#### DESCRIPTION OF THE TASK
Give back every entry below, exactly as written.

*** Opening SUPPLIED ENTRIES ***

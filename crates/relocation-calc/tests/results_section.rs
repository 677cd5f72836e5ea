mod common;

use std::sync::Arc;

use relocation_calc::accessibility::AccessibilityService;
use relocation_calc::calculations::vehicles::VehicleCostTable;
use relocation_calc::calculations::{ComputedField, MonthlyCostService};
use relocation_calc::survey::{
    operation_name, AddressUpdate, DeferredOperations, OperationStatus, ResultsSectionUpdater,
    SectionAction,
};
use serde_json::json;

use common::{FixedPredictor, RecordingGateway};

fn updater(
    gateway: Arc<RecordingGateway>,
) -> ResultsSectionUpdater<FixedPredictor, RecordingGateway> {
    let costs = MonthlyCostService::new(
        Arc::new(FixedPredictor(1)),
        Arc::new(VehicleCostTable::builtin()),
    );
    ResultsSectionUpdater::new(
        Arc::new(costs),
        Arc::new(AccessibilityService::new(gateway)),
        common::config(),
    )
}

fn entered(section: &str) -> Vec<SectionAction> {
    vec![
        SectionAction {
            section: "home".to_string(),
            action: Some("start".to_string()),
        },
        SectionAction {
            section: section.to_string(),
            action: Some("start".to_string()),
        },
    ]
}

#[tokio::test]
async fn ignores_actions_outside_the_results_section() {
    let gateway = Arc::new(RecordingGateway::default());
    let updater = updater(gateway.clone());
    let interview = common::interview(&[("office", "ok")]);

    let update = updater
        .on_section_actions(&interview, &entered("destinations"))
        .await;

    assert!(update.is_empty());
    assert!(update.field_updates().is_empty());
    assert!(updater.on_section_actions(&interview, &[]).await.is_empty());
    assert_eq!(gateway.call_count(), 0);
}

#[tokio::test]
async fn schedules_accessibility_and_returns_costs_immediately() {
    let gateway = Arc::new(RecordingGateway::default());
    let operations = Arc::new(DeferredOperations::new());
    let updater = updater(gateway.clone()).with_operations(operations.clone());
    let mut interview = common::interview(&[("office", "ok")]);

    let update = updater
        .on_section_actions(&interview, &entered("results"))
        .await;

    let fields = update.field_updates();
    assert_eq!(fields["addresses.home-1.monthlyCost"]["housingCostMonthly"], json!(1500.0));
    assert_eq!(fields["addresses.home-1.monthlyCost"]["currentNumberOfVehicles"], json!(1));
    assert_eq!(fields["addresses.home-1.monthlyCost"]["predictedNumberOfVehicles"], json!(1));
    assert_eq!(fields["addresses.home-1.accessibilityMapsByMode"], json!("calculating"));
    assert_eq!(fields["addresses.home-1.routingTimeDistances"], json!("calculating"));
    assert_eq!(update.scheduled, vec![operation_name("home-1")]);

    update.apply(&mut interview);
    let address = common::address(&interview, "home-1");
    assert_eq!(address.routing_time_distances, Some(ComputedField::Calculating));
    assert!(address.monthly_cost.is_some());

    match operations.wait(&operation_name("home-1")).await {
        OperationStatus::Completed(AddressUpdate::Accessibility {
            address_id,
            maps,
            routing,
        }) => {
            assert_eq!(address_id, "home-1");
            assert!(maps.ready().and_then(|maps| maps.transit.as_ref()).is_some());
            let routing = routing.ready().expect("routing computed");
            assert!(routing["office"].is_some());
        }
        other => panic!("expected accessibility update, got {other:?}"),
    }
    assert_eq!(gateway.route_requests().len(), 1);
}

#[tokio::test]
async fn without_registry_accessibility_is_unavailable() {
    let gateway = Arc::new(RecordingGateway::default());
    let updater = updater(gateway.clone());
    let interview = common::interview(&[("office", "ok")]);

    let update = updater.refresh(&interview).await;

    let fields = update.field_updates();
    assert_eq!(fields["addresses.home-1.accessibilityMapsByMode"], json!(null));
    assert_eq!(fields["addresses.home-1.routingTimeDistances"], json!(null));
    assert!(update.scheduled.is_empty());
    assert!(updater.operations().is_none());
    assert_eq!(gateway.call_count(), 0);
}

#[tokio::test]
async fn address_without_point_is_not_scheduled() {
    let gateway = Arc::new(RecordingGateway::default());
    let operations = Arc::new(DeferredOperations::new());
    let updater = updater(gateway.clone()).with_operations(operations.clone());
    let mut interview = common::interview(&[("office", "ok")]);
    if let Some(address) = interview.addresses.get_mut("home-1") {
        address.geography = None;
    }

    let update = updater.refresh(&interview).await;

    let fields = update.field_updates();
    assert_eq!(fields["addresses.home-1.routingTimeDistances"], json!(null));
    assert!(operations.names().is_empty());
    assert_eq!(
        operations.status(&operation_name("home-1")),
        OperationStatus::Unknown
    );
}

#[tokio::test]
async fn every_address_gets_its_own_operation() {
    let gateway = Arc::new(RecordingGateway::default());
    let operations = Arc::new(DeferredOperations::new());
    let updater = updater(gateway.clone()).with_operations(operations.clone());
    let mut interview = common::interview(&[("office", "ok")]);
    let mut second = common::address(&interview, "home-1");
    second.uuid = "home-2".to_string();
    second.sequence = 2;
    second.rent_monthly = Some(900.0);
    interview.addresses.insert("home-2".to_string(), second);

    let update = updater.refresh(&interview).await;

    assert_eq!(
        update.scheduled,
        vec![operation_name("home-1"), operation_name("home-2")]
    );
    assert_eq!(update.updates.len(), 4);
    assert_eq!(
        update.field_updates()["addresses.home-2.monthlyCost"]["housingCostMonthly"],
        json!(900.0)
    );
    for name in operations.names() {
        assert!(matches!(
            operations.wait(&name).await,
            OperationStatus::Completed(_)
        ));
    }
}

*** Closing SUPPLIED ENTRIES ***

#### ANSWER BOX
filename crates/relocation-calc/tests/results_section.rs
repository 677cd5f72836e5ea
mod common;

use std::sync::Arc;

use relocation_calc::accessibility::AccessibilityService;
use relocation_calc::calculations::vehicles::VehicleCostTable;
use relocation_calc::calculations::{ComputedField, MonthlyCostService};
use relocation_calc::survey::{
    operation_name, AddressUpdate, DeferredOperations, OperationStatus, ResultsSectionUpdater,
    SectionAction,
};
use serde_json::json;

use common::{FixedPredictor, RecordingGateway};

fn updater(
    gateway: Arc<RecordingGateway>,
) -> ResultsSectionUpdater<FixedPredictor, RecordingGateway> {
    let costs = MonthlyCostService::new(
        Arc::new(FixedPredictor(1)),
        Arc::new(VehicleCostTable::builtin()),
    );
    ResultsSectionUpdater::new(
        Arc::new(costs),
        Arc::new(AccessibilityService::new(gateway)),
        common::config(),
    )
}

fn entered(section: &str) -> Vec<SectionAction> {
    vec![
        SectionAction {
            section: "home".to_string(),
            action: Some("start".to_string()),
        },
        SectionAction {
            section: section.to_string(),
            action: Some("start".to_string()),
        },
    ]
}

#[tokio::test]
async fn ignores_actions_outside_the_results_section() {
    let gateway = Arc::new(RecordingGateway::default());
    let updater = updater(gateway.clone());
    let interview = common::interview(&[("office", "ok")]);

    let update = updater
        .on_section_actions(&interview, &entered("destinations"))
        .await;

    assert!(update.is_empty());
    assert!(update.field_updates().is_empty());
    assert!(updater.on_section_actions(&interview, &[]).await.is_empty());
    assert_eq!(gateway.call_count(), 0);
}

#[tokio::test]
async fn schedules_accessibility_and_returns_costs_immediately() {
    let gateway = Arc::new(RecordingGateway::default());
    let operations = Arc::new(DeferredOperations::new());
    let updater = updater(gateway.clone()).with_operations(operations.clone());
    let mut interview = common::interview(&[("office", "ok")]);

    let update = updater
        .on_section_actions(&interview, &entered("results"))
        .await;

    let fields = update.field_updates();
    assert_eq!(fields["addresses.home-1.monthlyCost"]["housingCostMonthly"], json!(1500.0));
    assert_eq!(fields["addresses.home-1.monthlyCost"]["currentNumberOfVehicles"], json!(1));
    assert_eq!(fields["addresses.home-1.monthlyCost"]["predictedNumberOfVehicles"], json!(1));
    assert_eq!(fields["addresses.home-1.accessibilityMapsByMode"], json!("calculating"));
    assert_eq!(fields["addresses.home-1.routingTimeDistances"], json!("calculating"));
    assert_eq!(update.scheduled, vec![operation_name("home-1")]);

    update.apply(&mut interview);
    let address = common::address(&interview, "home-1");
    assert_eq!(address.routing_time_distances, Some(ComputedField::Calculating));
    assert!(address.monthly_cost.is_some());

    match operations.wait(&operation_name("home-1")).await {
        OperationStatus::Completed(AddressUpdate::Accessibility {
            address_id,
            maps,
            routing,
        }) => {
            assert_eq!(address_id, "home-1");
            assert!(maps.ready().and_then(|maps| maps.transit.as_ref()).is_some());
            let routing = routing.ready().expect("routing computed");
            assert!(routing["office"].is_some());
        }
        other => panic!("expected accessibility update, got {other:?}"),
    }
    assert_eq!(gateway.route_requests().len(), 1);
}

#[tokio::test]
async fn without_registry_accessibility_is_unavailable() {
    let gateway = Arc::new(RecordingGateway::default());
    let updater = updater(gateway.clone());
    let interview = common::interview(&[("office", "ok")]);

    let update = updater.refresh(&interview).await;

    let fields = update.field_updates();
    assert_eq!(fields["addresses.home-1.accessibilityMapsByMode"], json!(null));
    assert_eq!(fields["addresses.home-1.routingTimeDistances"], json!(null));
    assert!(update.scheduled.is_empty());
    assert!(updater.operations().is_none());
    assert_eq!(gateway.call_count(), 0);
}

#[tokio::test]
async fn address_without_point_is_not_scheduled() {
    let gateway = Arc::new(RecordingGateway::default());
    let operations = Arc::new(DeferredOperations::new());
    let updater = updater(gateway.clone()).with_operations(operations.clone());
    let mut interview = common::interview(&[("office", "ok")]);
    if let Some(address) = interview.addresses.get_mut("home-1") {
        address.geography = None;
    }

    let update = updater.refresh(&interview).await;

    let fields = update.field_updates();
    assert_eq!(fields["addresses.home-1.routingTimeDistances"], json!(null));
    assert!(operations.names().is_empty());
    assert_eq!(
        operations.status(&operation_name("home-1")),
        OperationStatus::Unknown
    );
}

#[tokio::test]
async fn every_address_gets_its_own_operation() {
    let gateway = Arc::new(RecordingGateway::default());
    let operations = Arc::new(DeferredOperations::new());
    let updater = updater(gateway.clone()).with_operations(operations.clone());
    let mut interview = common::interview(&[("office", "ok")]);
    let mut second = common::address(&interview, "home-1");
    second.uuid = "home-2".to_string();
    second.sequence = 2;
    second.rent_monthly = Some(900.0);
    interview.addresses.insert("home-2".to_string(), second);

    let update = updater.refresh(&interview).await;

    assert_eq!(
        update.scheduled,
        vec![operation_name("home-1"), operation_name("home-2")]
    );
    assert_eq!(update.updates.len(), 4);
    assert_eq!(
        update.field_updates()["addresses.home-2.monthlyCost"]["housingCostMonthly"],
        json!(900.0)
    );
    for name in operations.names() {
        assert!(matches!(
            operations.wait(&name).await,
            OperationStatus::Completed(_)
        ));
    }
}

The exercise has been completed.